Slight boost in new homes construction
Construction of new homes posted the biggest increase in more than two years in April. Although it was a rare bit of good news for the housing market, analysts said it's far too soon to declare an end to the prolonged slump. The Commerce Department reported Friday that housing construction rose by 8.2 percent in April to a seasonally adjusted annual rate of 1.03 million units. Building of single-family homes continued to weaken, however; the growth came from a big jump in apartment construction. Analysts predicted the rebound in April would be temporary given the factors that builders still confront, from slumping sales to soaring home foreclosures.

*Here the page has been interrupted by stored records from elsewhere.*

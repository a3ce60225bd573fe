use pretty_assertions::assert_eq;
use std::io::Write;
use wordtable::{
    ingest, lookup_report, BufferConfig, ByteBuffer, Error, StrView, TableConfig, WordTable,
};

fn write_temp(contents: &[u8]) -> tempfile::NamedTempFile {
    let mut f = tempfile::NamedTempFile::new().expect("temp file");
    f.write_all(contents).expect("write temp file");
    f.flush().expect("flush temp file");
    f
}

#[test]
fn file_round_trip_through_table() {
    let f = write_temp(b"the cat sat on the mat\nthe end\n");
    let buffer = ByteBuffer::from_path(f.path(), BufferConfig { initial_capacity: 8 }).unwrap();
    assert_eq!(buffer.len(), 31);
    assert_eq!(buffer.capacity(), 32);

    let mut table = WordTable::new().unwrap();
    let stats = ingest(buffer.words(), &mut table).unwrap();
    assert_eq!(stats.tokens, 8);
    assert_eq!(stats.inserted, 6);
    assert_eq!(stats.duplicates, 2);
    assert_eq!(table.len(), 6);
    assert_eq!(lookup_report(&table, StrView::from_literal("mat")), "mat → 3");
    assert_eq!(lookup_report(&table, StrView::from_literal("dog")), "dog not found");
}

#[test]
fn triple_a_counts_once() {
    let f = write_temp(b"a a a");
    let buffer = ByteBuffer::from_path(f.path(), BufferConfig::default()).unwrap();
    let words: Vec<String> = buffer.words().map(|w| w.to_string()).collect();
    assert_eq!(words, ["a", "a", "a"]);

    let mut table = WordTable::new().unwrap();
    ingest(buffer.words(), &mut table).unwrap();
    assert_eq!(table.len(), 1);
    assert_eq!(table.get(StrView::from_literal("a")), Some(&1));
}

#[test]
fn large_vocabulary_grows_table() {
    let text: String = (0..2_000).map(|i| format!("word{} ", i % 700)).collect();
    let f = write_temp(text.as_bytes());
    let buffer = ByteBuffer::from_path(f.path(), BufferConfig::default()).unwrap();

    let mut table = WordTable::with_config(TableConfig::default()).unwrap();
    let stats = ingest(buffer.words(), &mut table).unwrap();
    assert_eq!(stats.tokens, 2_000);
    assert_eq!(table.len(), 700);
    assert_eq!(table.capacity(), 1024);
    assert_eq!(stats.expansions, 2);
    assert_eq!(table.get(StrView::from_literal("word699")), Some(&7));
}

#[test]
fn empty_file_yields_empty_table() {
    let f = write_temp(b"");
    let buffer = ByteBuffer::from_path(f.path(), BufferConfig::default()).unwrap();
    assert!(buffer.is_empty());
    assert_eq!(buffer.capacity(), 0);

    let mut table = WordTable::new().unwrap();
    let stats = ingest(buffer.words(), &mut table).unwrap();
    assert_eq!(stats.tokens, 0);
    assert!(table.is_empty());
}

#[test]
fn missing_file_reports_path() {
    let dir = tempfile::tempdir().unwrap();
    let path = dir.path().join("absent.txt");
    match ByteBuffer::from_path(&path, BufferConfig::default()) {
        Err(Error::Io { path: p, .. }) => assert_eq!(p, path),
        other => panic!("unexpected result: {:?}", other.map(|b| b.len())),
    }
}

Fannie Mae adjusts down payment rules
Fannie Mae is doing away with higher minimum down payment requirements for borrowers in parts of the country where home prices are dropping. The government-sponsored mortgage finance company said Friday that it will require minimum down payments of 3 percent to 5 percent for all loans it guarantees. That replaces a December policy that required a higher minimum if the loan was for a home in a ZIP code with declining real estate prices. Washington-based Fannie Mae said the move is part of its effort to help resuscitate the mortgage market. Fannie Mae and its smaller sibling, Freddie Mac, had been under intense pressure to relax lending policies that had been tightened in recent months as foreclosures and defaults skyrocketed.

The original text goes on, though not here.